あまりに恐ろしくて太陽を見ることすらできない。そんな世界が来るとしたら、本来、50億年先のはずだった。はるか未来、水素ガスを使い果たした太陽が徐々に膨張して赤色巨星に至り、地球を飲み込むと予想されている。

しかし『流浪地球』では、21世紀初頭、水素ガスの反応が加速していることが判明。約400年後にタイムリミットを迎える見込みとなった。

そのような恒星の膨張と惑星の消滅は、現実の宇宙でも起こっている。2012年、過去に惑星を飲み込んだ痕跡のある赤色巨星が初めて見つかった。BD+48740というペルセウス座の9等星だ。

また、太陽よりもずっと大きな質量の恒星は、超新星爆発を引き起こして死を迎える。公転していた惑星は軌道からはじき出されて「浮遊惑星」となる。そんな星は銀河系内に数千億個存在する。

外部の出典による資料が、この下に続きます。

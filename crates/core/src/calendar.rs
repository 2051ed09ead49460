use std::fmt;

use chrono::{NaiveDate, NaiveTime};
use chrono_tz::Tz;

/// A single lesson.
#[derive(Debug, Clone, PartialEq, Eq)]
pub struct Event {
	pub summary: String,
	pub location: String,
	pub date: NaiveDate,
	pub start: NaiveTime,
	pub end: NaiveTime,
	pub tz: Tz,
}

impl fmt::Display for Event {
	fn fmt(&self, f: &mut fmt::Formatter) -> fmt::Result {
		let tzid = self.tz.name();

		writeln!(f, "BEGIN:VEVENT")?;
		writeln!(f, "SUMMARY:{}", self.summary)?;
		writeln!(f, "LOCATION:{}", self.location)?;
		writeln!(
			f,
			"DTSTART;TZID={tzid}:{}",
			self.date.and_time(self.start).format("%Y%m%dT%H%M%S")
		)?;
		writeln!(
			f,
			"DTEND;TZID={tzid}:{}",
			self.date.and_time(self.end).format("%Y%m%dT%H%M%S")
		)?;
		writeln!(f, "END:VEVENT")
	}
}

/// A calendar feed. Rendered with [`fmt::Display`].
#[derive(Debug, Clone, PartialEq, Eq)]
pub struct Calendar {
	pub title: String,
	pub description: String,
	pub tz: Tz,
	pub events: Vec<Event>,
}

impl Calendar {
	#[must_use]
	pub fn new(title: impl Into<String>, description: impl Into<String>, tz: Tz) -> Self {
		Self {
			title: title.into(),
			description: description.into(),
			tz,
			events: Vec::new(),
		}
	}

	pub fn push(&mut self, event: Event) -> &mut Self {
		self.events.push(event);
		self
	}
}

impl Extend<Event> for Calendar {
	fn extend<I: IntoIterator<Item = Event>>(&mut self, iter: I) {
		self.events.extend(iter);
	}
}

impl fmt::Display for Calendar {
	fn fmt(&self, f: &mut fmt::Formatter) -> fmt::Result {
		writeln!(f, "BEGIN:VCALENDAR")?;
		writeln!(f, "X-WR-CALNAME:{}", self.title)?;
		writeln!(f, "X-WR-CALDESC:{}", self.description)?;
		writeln!(f, "X-WR-TIMEZONE:{}", self.tz.name())?;

		for event in &self.events {
			write!(f, "{event}")?;
		}

		writeln!(f, "END:VCALENDAR")
	}
}

#[cfg(test)]
mod tests {
	use super::*;

	fn calendar() -> Calendar {
		Calendar::new("Lessons", "http://example.com/schedule", chrono_tz::Asia::Tokyo)
	}

	fn event(day: u32, summary: &str, location: &str) -> Event {
		Event {
			summary: summary.to_string(),
			location: location.to_string(),
			date: NaiveDate::from_ymd_opt(2019, 10, day).unwrap(),
			start: NaiveTime::from_hms_opt(19, 30, 0).unwrap(),
			end: NaiveTime::from_hms_opt(20, 30, 0).unwrap(),
			tz: chrono_tz::Asia::Tokyo,
		}
	}

	#[test]
	fn empty_calendar() {
		assert_eq!(
			calendar().to_string(),
			"BEGIN:VCALENDAR\n\
			 X-WR-CALNAME:Lessons\n\
			 X-WR-CALDESC:http://example.com/schedule\n\
			 X-WR-TIMEZONE:Asia/Tokyo\n\
			 END:VCALENDAR\n"
		);
	}

	#[test]
	fn single_event() {
		let mut calendar = calendar();
		calendar.push(event(1, "有楽町山野", "有楽町\\, 東京"));

		assert_eq!(
			calendar.to_string(),
			"BEGIN:VCALENDAR\n\
			 X-WR-CALNAME:Lessons\n\
			 X-WR-CALDESC:http://example.com/schedule\n\
			 X-WR-TIMEZONE:Asia/Tokyo\n\
			 BEGIN:VEVENT\n\
			 SUMMARY:有楽町山野\n\
			 LOCATION:有楽町\\, 東京\n\
			 DTSTART;TZID=Asia/Tokyo:20191001T193000\n\
			 DTEND;TZID=Asia/Tokyo:20191001T203000\n\
			 END:VEVENT\n\
			 END:VCALENDAR\n"
		);
	}

	#[test]
	fn events_keep_order_and_blank_location() {
		let mut calendar = calendar();
		calendar.extend([event(29, "b", ""), event(15, "a", "")]);

		let text = calendar.to_string();

		assert_eq!(text.matches("BEGIN:VEVENT\n").count(), 2);
		assert_eq!(text.matches("END:VEVENT\n").count(), 2);
		assert!(text.contains("LOCATION:\n"));
		assert!(text.find("20191029T1930").unwrap() < text.find("20191015T1930").unwrap());
	}
}
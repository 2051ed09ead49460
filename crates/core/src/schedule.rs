use chrono::NaiveDate;
use once_cell::sync::Lazy;
use regex::Regex;
use select::{
	document::Document,
	node::Node,
	predicate::{Attr, Name, Predicate},
};

use crate::{error::Error, query::DaySelector};

// 2019年2月 -> 2019, 2
static YEAR_MONTH: Lazy<Regex> =
	Lazy::new(|| Regex::new(r"^([0-9]{4}).*?([0-9]{1,2}).*$").expect("valid year-month regex"));
// 12有楽町山野 -> 12, 有楽町山野
static DATE_CELL: Lazy<Regex> =
	Lazy::new(|| Regex::new(r"^([0-9]{1,2})(.*$)").expect("valid date cell regex"));

/// The month shown by a schedule page, as printed in its header.
#[derive(Debug, Clone, PartialEq, Eq)]
pub struct YearMonth {
	pub year: String,
	pub month: String,
}

impl YearMonth {
	/// The date of `day` in this month, if it exists.
	#[must_use]
	pub fn date(&self, day: &str) -> Option<NaiveDate> {
		NaiveDate::from_ymd_opt(
			self.year.parse().ok()?,
			self.month.parse().ok()?,
			day.parse().ok()?,
		)
	}
}

/// One table cell split into its day of month and the text after it.
#[derive(Debug, Clone, PartialEq, Eq)]
pub struct RawCell {
	pub day: String,
	pub summary: String,
}

/// Read the month from the header cell spanning all seven columns.
///
/// # Errors
///
/// Returns [`Error::PatternMismatch`] if the header is missing or does not
/// start with a four digit year followed by a month number.
pub fn year_month(document: &Document) -> Result<YearMonth, Error> {
	let text = document
		.find(Name("td").and(Attr("colspan", "7")))
		.next()
		.map(|node| node.text())
		.unwrap_or_default();

	let captures = YEAR_MONTH
		.captures(&text)
		.ok_or_else(|| Error::PatternMismatch {
			what: "year-month header",
			text: text.clone(),
		})?;

	tracing::debug!(year = &captures[1], month = &captures[2], "matched header {text:?}");

	Ok(YearMonth {
		year: captures[1].to_string(),
		month: captures[2].to_string(),
	})
}

/// Collect the dated cells of every row but the header, in document order.
#[must_use]
pub fn date_cells(document: &Document, day: DaySelector) -> Vec<RawCell> {
	let column = day.column();

	document
		.find(Name("td"))
		.filter(|cell| {
			cell.parent()
				.is_some_and(|row| row.name() == Some("tr") && position_of_type(&row) > 1)
		})
		.filter(|cell| column.map_or(true, |column| position_of_type(cell) == column))
		.filter_map(|cell| parse_cell(&cell.text()))
		.collect()
}

fn parse_cell(text: &str) -> Option<RawCell> {
	let Some(captures) = DATE_CELL.captures(text) else {
		tracing::trace!("skipping cell {text:?}");
		return None;
	};

	tracing::debug!(day = &captures[1], summary = &captures[2], "matched cell");

	if captures[2].is_empty() {
		return None;
	}

	Some(RawCell {
		day: captures[1].to_string(),
		summary: captures[2].to_string(),
	})
}

/// 1-based position among siblings sharing this element's tag.
fn position_of_type(node: &Node) -> usize {
	let name = node.name();
	let mut position = 1;
	let mut sibling = node.prev();

	while let Some(prev) = sibling {
		if prev.name().is_some() && prev.name() == name {
			position += 1;
		}

		sibling = prev.prev();
	}

	position
}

恒星がもたらす大災害は、宇宙の中では日常茶飯事。もし被害を受けた惑星に生命がいたとしたら、放射線や熱による種の大量絶滅が起きているはずだ。だから故郷を捨てて新天地を探すのはごく自然なこと。それは三体人にとっても、地球人にとっても。

劉慈欣作品の「狂気」

『流浪地球』の登場人物たちはどこか狂ってる。現代に生きる我々とは考え方が根本的に違う。そんな違和感は物語の1ページ目(SFマガジン掲載時)から漂っている。

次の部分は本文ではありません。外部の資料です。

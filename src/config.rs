use std::{env, path::PathBuf, time::Duration};

use nagayo_core::fetch::DEFAULT_TIMEOUT;

use crate::error::{env_error, ServerResult};

/// Server settings read from the environment.
#[derive(Debug, Clone)]
pub struct Config {
	pub port: u16,
	/// Schedule page queried with `year` and `month`
	pub schedule_url: String,
	pub fetch_timeout: Duration,
	/// Directory holding `index.html`
	pub static_dir: PathBuf,
}

impl Config {
	/// Load `.env` if present, then read the environment.
	pub fn load() -> ServerResult<Self> {
		dotenvy::dotenv().ok();

		let port = env::var("PORT")
			.map_err(|_| env_error("PORT", "must be set"))?
			.parse()
			.map_err(|_| env_error("PORT", "must be a port number"))?;

		let schedule_url =
			env::var("SCHEDULE_URL").unwrap_or_else(|_| nagayo_core::SCHEDULE_URL.to_string());

		let fetch_timeout = match env::var("FETCH_TIMEOUT_SECS") {
			Ok(secs) => Duration::from_secs(
				secs.parse()
					.map_err(|_| env_error("FETCH_TIMEOUT_SECS", "must be a number of seconds"))?,
			),
			Err(_) => DEFAULT_TIMEOUT,
		};

		let static_dir = env::var("STATIC_DIR").map_or_else(|_| PathBuf::from("static"), PathBuf::from);

		Ok(Self {
			port,
			schedule_url,
			fetch_timeout,
			static_dir,
		})
	}
}
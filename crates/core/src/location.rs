use std::collections::HashMap;

use once_cell::sync::Lazy;

/// Lesson venues keyed by the exact text used on the schedule page.
/// Commas in addresses are already escaped for the calendar output.
static LOCATIONS: Lazy<HashMap<&'static str, &'static str>> = Lazy::new(|| {
	HashMap::from([(
		"有楽町山野",
		"ヤマノミュージックサロン有楽町 〒100-0006\\, 東京都千代田区\\, 有楽町2丁目10番1号",
	)])
});

/// The address for a lesson summary, or an empty string for unknown venues.
#[must_use]
pub fn resolve(summary: &str) -> &'static str {
	LOCATIONS.get(summary).copied().unwrap_or_default()
}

地球を太陽系から脱出させるためのエンジンが建造され、アジア・北米地域は外気温が80度になっていた。<わたし>の祖父は認知症を煩っていて、冷却服を着ずに外を出歩き全身大火傷を負う。なのに「北半球で生まれたわれわれの世代にとって、こうしたことはみなごく自然なことだった」で済まされてしまう。

誰も心配しない。悲しみもしない。

太陽系脱出に必要な設備だったとはいえ、「それで平気なのかよ!」と言いたくなる。しかも、むごたらしい状況はどんどんエスカレートしてしまう。

その理由はこう説明される。

わたしたちの時代は、死の脅威と脱出への渇望が他のすべてを圧倒していた。唯一わたしたちの心を動かすことができるのは、目の前の太陽の状態と地球の位置だけだった。この極端な関心の対象は、人類の心理状態と精神生活に本質的な変化をもたらした。人類はもはや、愛情といったようなことに対しては、ちらりと一瞥をくれるに過ぎない

『流浪地球』(『SFマガジン』2000年9月号)劉慈欣/早川書房

一方、三体人も感情や倫理観といったものに乏しい。そして極端なまでにロジカルかつ冷徹だ。

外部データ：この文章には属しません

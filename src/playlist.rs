//! Playlist parsers and format dispatch
//!
//! Station tune responses frequently point at playlist documents instead of
//! raw audio streams: M3U, PLS, and ASX in two incompatible dialects (the
//! XML one and a legacy INI one). Each parser takes the raw document bytes
//! and returns the candidate URIs it could extract, in document order.
//! Malformed input never errors; it yields an empty or partial list so the
//! resolver can fall through to its next strategy.

use quick_xml::events::Event;
use quick_xml::Reader;

/// A supported playlist format
#[derive(Debug, Clone, Copy, PartialEq, Eq)]
pub enum PlaylistFormat {
    M3u,
    Pls,
    Asx,
}

impl PlaylistFormat {
    /// Parse a playlist document into candidate stream URIs
    pub fn parse(&self, data: &[u8]) -> Vec<String> {
        match self {
            PlaylistFormat::M3u => parse_m3u(data),
            PlaylistFormat::Pls => parse_pls(data),
            PlaylistFormat::Asx => parse_asx(data),
        }
    }
}

/// Select a parser from a path extension, falling back to the content type
///
/// The extension map takes priority. When the URL gives no usable hint the
/// HTTP `content-type` header is tried instead; this is server-dependent
/// but better than nothing.
pub fn find_parser(extension: Option<&str>, content_type: Option<&str>) -> Option<PlaylistFormat> {
    if let Some(ext) = extension {
        match ext.to_lowercase().as_str() {
            ".asx" | ".wax" => return Some(PlaylistFormat::Asx),
            ".m3u" => return Some(PlaylistFormat::M3u),
            ".pls" => return Some(PlaylistFormat::Pls),
            _ => {}
        }
    }

    match content_type?.to_lowercase().as_str() {
        "video/x-ms-asf" => Some(PlaylistFormat::Asx),
        "application/x-mpegurl" => Some(PlaylistFormat::M3u),
        "audio/x-scpls" => Some(PlaylistFormat::Pls),
        _ => None,
    }
}

/// Extract the dotted path extension of a URI, lowercased (e.g. ".pls")
pub fn uri_extension(uri: &str) -> Option<String> {
    let path = url::Url::parse(uri).ok()?.path().to_string();
    let name = path.rsplit('/').next()?;
    let dot = name.rfind('.')?;
    Some(name[dot..].to_lowercase())
}

/// Parse an M3U document
///
/// Every non-empty line that is not a `#` directive is a URI. Lines that
/// are not valid UTF-8 are skipped.
pub fn parse_m3u(data: &[u8]) -> Vec<String> {
    data.split(|&b| b == b'\n')
        .filter_map(|line| std::str::from_utf8(line).ok())
        .map(str::trim)
        .filter(|line| !line.is_empty() && !line.starts_with('#'))
        .map(str::to_string)
        .collect()
}

/// Parse a PLS document
///
/// Only the `[playlist]` section is considered. Entries whose `LengthN` is
/// declared and differs from -1 are advertisements injected by some
/// providers and are skipped; -1 marks an unbounded live stream.
pub fn parse_pls(data: &[u8]) -> Vec<String> {
    let sections = parse_ini(data);
    let Some(options) = lookup_section(&sections, "playlist") else {
        return Vec::new();
    };

    let count = lookup_option(options, "numberofentries")
        .and_then(|v| v.trim().parse::<usize>().ok())
        .unwrap_or(0);

    let mut uris = Vec::new();
    for i in 1..=count {
        let Some(file) = lookup_option(options, &format!("file{i}")) else {
            continue;
        };
        if let Some(length) = lookup_option(options, &format!("length{i}")) {
            if length.trim() != "-1" {
                continue;
            }
        }
        uris.push(strip_quotes(file).to_string());
    }
    uris
}

/// Parse an ASX document, sniffing between the XML and legacy INI dialects
pub fn parse_asx(data: &[u8]) -> Vec<String> {
    let head = &data[..data.len().min(50)];
    if String::from_utf8_lossy(head).to_lowercase().contains("asx") {
        parse_xml_asx(data)
    } else {
        parse_old_asx(data)
    }
}

/// Parse the legacy INI ASX dialect
///
/// A `[Reference]` section holds one URI per `Ref*` option.
pub fn parse_old_asx(data: &[u8]) -> Vec<String> {
    let sections = parse_ini(data);
    let Some(options) = lookup_section(&sections, "reference") else {
        return Vec::new();
    };

    options
        .iter()
        .filter(|(key, _)| key.starts_with("ref"))
        .map(|(_, value)| fixup_asf_url(value))
        .collect()
}

/// Parse the XML ASX dialect
///
/// Two legal shapes exist: `<entry><ref href=.../></entry>` and
/// `<entry href=.../>`. All `entry/ref` URIs come first, then the
/// `entry` attribute form, each in document order.
pub fn parse_xml_asx(data: &[u8]) -> Vec<String> {
    let text = String::from_utf8_lossy(data);
    let mut reader = Reader::from_str(&text);

    let mut ref_uris = Vec::new();
    let mut entry_uris = Vec::new();
    let mut in_entry = false;

    loop {
        match reader.read_event() {
            Ok(Event::Start(e)) | Ok(Event::Empty(e)) => {
                let tag = e.name().as_ref().to_ascii_lowercase();
                match tag.as_slice() {
                    b"entry" => {
                        in_entry = true;
                        if let Some(href) = attribute(&e, b"href") {
                            entry_uris.push(fixup_asf_url(href.trim()));
                        }
                    }
                    b"ref" if in_entry => {
                        if let Some(href) = attribute(&e, b"href") {
                            ref_uris.push(fixup_asf_url(href.trim()));
                        }
                    }
                    _ => {}
                }
            }
            Ok(Event::End(e)) => {
                if e.name().as_ref().to_ascii_lowercase() == b"entry" {
                    in_entry = false;
                }
            }
            Ok(Event::Eof) => break,
            // Malformed markup: keep whatever was extracted so far.
            Err(_) => break,
            _ => {}
        }
    }

    ref_uris.extend(entry_uris);
    ref_uris
}

/// Rewrite mislabeled ASF streaming URLs
///
/// Some upstream playlists hand out `http://...?MSWMExt=.asf` for what is
/// actually an MMS stream; players choke on the HTTP scheme.
fn fixup_asf_url(uri: &str) -> String {
    let lower = uri.to_lowercase();
    if let Some(rest) = lower.strip_prefix("http://") {
        if lower.ends_with("?mswmext=.asf") {
            return format!("mms://{rest}");
        }
    }
    uri.to_string()
}

fn attribute(e: &quick_xml::events::BytesStart<'_>, name: &[u8]) -> Option<String> {
    e.attributes().flatten().find_map(|attr| {
        if attr.key.as_ref().to_ascii_lowercase() == name {
            Some(String::from_utf8_lossy(&attr.value).into_owned())
        } else {
            None
        }
    })
}

/// Lenient INI parse: `(section_lower, [(key_lower, value)])` in file order
///
/// Lines that are neither a section header nor a `key=value` pair are
/// ignored rather than rejected.
fn parse_ini(data: &[u8]) -> Vec<(String, Vec<(String, String)>)> {
    let text = String::from_utf8_lossy(data);
    let mut sections: Vec<(String, Vec<(String, String)>)> = Vec::new();

    for line in text.lines() {
        let line = line.trim();
        if line.is_empty() || line.starts_with(';') || line.starts_with('#') {
            continue;
        }
        if line.starts_with('[') && line.ends_with(']') {
            let name = line[1..line.len() - 1].trim().to_lowercase();
            sections.push((name, Vec::new()));
        } else if let Some((key, value)) = line.split_once('=') {
            if let Some((_, options)) = sections.last_mut() {
                options.push((key.trim().to_lowercase(), value.trim().to_string()));
            }
        }
    }
    sections
}

fn lookup_section<'a>(
    sections: &'a [(String, Vec<(String, String)>)],
    name: &str,
) -> Option<&'a Vec<(String, String)>> {
    sections
        .iter()
        .find(|(section, _)| section == name)
        .map(|(_, options)| options)
}

fn lookup_option<'a>(options: &'a [(String, String)], key: &str) -> Option<&'a str> {
    options
        .iter()
        .find(|(k, _)| k == key)
        .map(|(_, v)| v.as_str())
}

fn strip_quotes(value: &str) -> &str {
    let value = value.trim();
    for quote in ['"', '\''] {
        if value.len() >= 2 && value.starts_with(quote) && value.ends_with(quote) {
            return &value[1..value.len() - 1];
        }
    }
    value
}

#[cfg(test)]
mod tests {
    use super::*;

    #[test]
    fn test_parse_m3u() {
        let data = b"#comment\nfile:///a\n\nfile:///b\n";
        assert_eq!(parse_m3u(data), vec!["file:///a", "file:///b"]);
    }

    #[test]
    fn test_parse_m3u_with_header_and_crlf() {
        let data = b"#EXTM3U\r\n#EXTINF:123,Example\r\nhttp://host/stream\r\n";
        assert_eq!(parse_m3u(data), vec!["http://host/stream"]);
    }

    #[test]
    fn test_parse_m3u_skips_invalid_utf8_lines() {
        let data = b"http://host/ok\n\xff\xfe\xfd\nhttp://host/also-ok\n";
        assert_eq!(
            parse_m3u(data),
            vec!["http://host/ok", "http://host/also-ok"]
        );
    }

    #[test]
    fn test_parse_pls_filters_advertisements() {
        let data = b"[playlist]\nNumberOfEntries=2\nFile1=a\nLength1=-1\nFile2=b\nLength2=180\n";
        assert_eq!(parse_pls(data), vec!["a"]);
    }

    #[test]
    fn test_parse_pls_keeps_entries_without_length() {
        let data = b"[Playlist]\nnumberofentries=2\nFile1=http://host/1\nFile2=http://host/2\n";
        assert_eq!(parse_pls(data), vec!["http://host/1", "http://host/2"]);
    }

    #[test]
    fn test_parse_pls_strips_quotes() {
        let data = b"[playlist]\nNumberOfEntries=1\nFile1=\"http://host/x\"\nLength1=-1\n";
        assert_eq!(parse_pls(data), vec!["http://host/x"]);
    }

    #[test]
    fn test_parse_pls_malformed() {
        assert!(parse_pls(b"not a playlist at all").is_empty());
        assert!(parse_pls(b"[playlist]\nNumberOfEntries=junk\n").is_empty());
    }

    #[test]
    fn test_parse_asx_entry_ref() {
        let data = br#"<ASX version="3.0">
  <TITLE>Example</TITLE>
  <ENTRY>
    <TITLE>Sample Title</TITLE>
    <REF href="file:///tmp/foo" />
  </ENTRY>
  <ENTRY>
    <REF href="file:///tmp/bar" />
  </ENTRY>
</ASX>
"#;
        assert_eq!(parse_asx(data), vec!["file:///tmp/foo", "file:///tmp/bar"]);
    }

    #[test]
    fn test_parse_asx_entry_href() {
        let data = br#"<ASX version="3.0">
  <ENTRY href="file:///tmp/foo" />
  <ENTRY href="file:///tmp/bar" />
</ASX>
"#;
        assert_eq!(parse_asx(data), vec!["file:///tmp/foo", "file:///tmp/bar"]);
    }

    #[test]
    fn test_parse_asx_legacy_ini() {
        let data = b"[Reference]\nRef1=file:///tmp/foo\nRef2=file:///tmp/bar\n";
        assert_eq!(parse_asx(data), vec!["file:///tmp/foo", "file:///tmp/bar"]);
    }

    #[test]
    fn test_parse_asx_asf_rewrite() {
        let data = b"[Reference]\nRef1=http://tmp.com/foo-mbr?MSWMExt=.asf\nRef2=mms://tmp.com:80/bar-mbr?mswmext=.asf\nRef3=http://tmp.com/baz\n";
        assert_eq!(
            parse_asx(data),
            vec![
                "mms://tmp.com/foo-mbr?mswmext=.asf",
                "mms://tmp.com:80/bar-mbr?mswmext=.asf",
                "http://tmp.com/baz",
            ]
        );
    }

    #[test]
    fn test_parse_asx_malformed_xml() {
        let data = b"<asx><entry><ref href=\"http://host/a\"/></entry><entry><unclosed";
        assert_eq!(parse_asx(data), vec!["http://host/a"]);
    }

    #[test]
    fn test_find_parser_extension_priority() {
        // Extension wins even when the content type says otherwise.
        assert_eq!(
            find_parser(Some(".pls"), Some("application/x-mpegurl")),
            Some(PlaylistFormat::Pls)
        );
        assert_eq!(find_parser(Some(".m3u"), None), Some(PlaylistFormat::M3u));
        assert_eq!(find_parser(Some(".asx"), None), Some(PlaylistFormat::Asx));
        assert_eq!(find_parser(Some(".wax"), None), Some(PlaylistFormat::Asx));
    }

    #[test]
    fn test_find_parser_content_type_fallback() {
        assert_eq!(
            find_parser(Some(".php"), Some("application/x-mpegurl")),
            Some(PlaylistFormat::M3u)
        );
        assert_eq!(
            find_parser(None, Some("Video/X-MS-ASF")),
            Some(PlaylistFormat::Asx)
        );
        assert_eq!(
            find_parser(None, Some("audio/x-scpls")),
            Some(PlaylistFormat::Pls)
        );
    }

    #[test]
    fn test_find_parser_no_match() {
        assert_eq!(find_parser(None, None), None);
        assert_eq!(find_parser(Some(".mp3"), Some("audio/mpeg")), None);
    }

    #[test]
    fn test_uri_extension() {
        assert_eq!(
            uri_extension("http://host/listen.pls?id=42").as_deref(),
            Some(".pls")
        );
        assert_eq!(
            uri_extension("http://host/dir/playlist.M3U").as_deref(),
            Some(".m3u")
        );
        assert_eq!(uri_extension("http://host/stream"), None);
    }
}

例えば、三体人の元首が部下の失敗に気づいて責任を追及するシーン。

元首「今回の事態になんらかの責任も有する者はほかに何人いる?」
担当者「初期調査によりますと、上から下までの全レベルで、およそ6000人です」
元首「全員有罪だ」
担当者「かしこまりました」
元首「6000名全て脱水せよ。首都中央広場で焼け。お前については、焚きつけとなることを認める」
担当者「ありがとうございます、元首閣下。これでわれわれの良心の呵責もずいぶんと軽くなることでしょう」

『三体』劉慈欣/早川書房

三体人は地球侵略計画でもその冷徹さを発揮し、強力な科学兵器を総動員する。一方、『流浪地球』では異星人は登場しないが、人類は三体人と同じように淡々と障害を排除する。お互い、種の生存のために為すべきことをやる。それだけなのだ。

『流浪地球』は挿し絵を含めて32ページの短い作品だ(SFマガジン掲載時)。劉慈欣の描く狂気がギュッと濃縮されている。最近発売された『三体』のスピンオフ小説『三体X』(宝樹/早川書房)だけでなく、まだまだ『三体』の世界に浸りたい人は是非読んでほしい。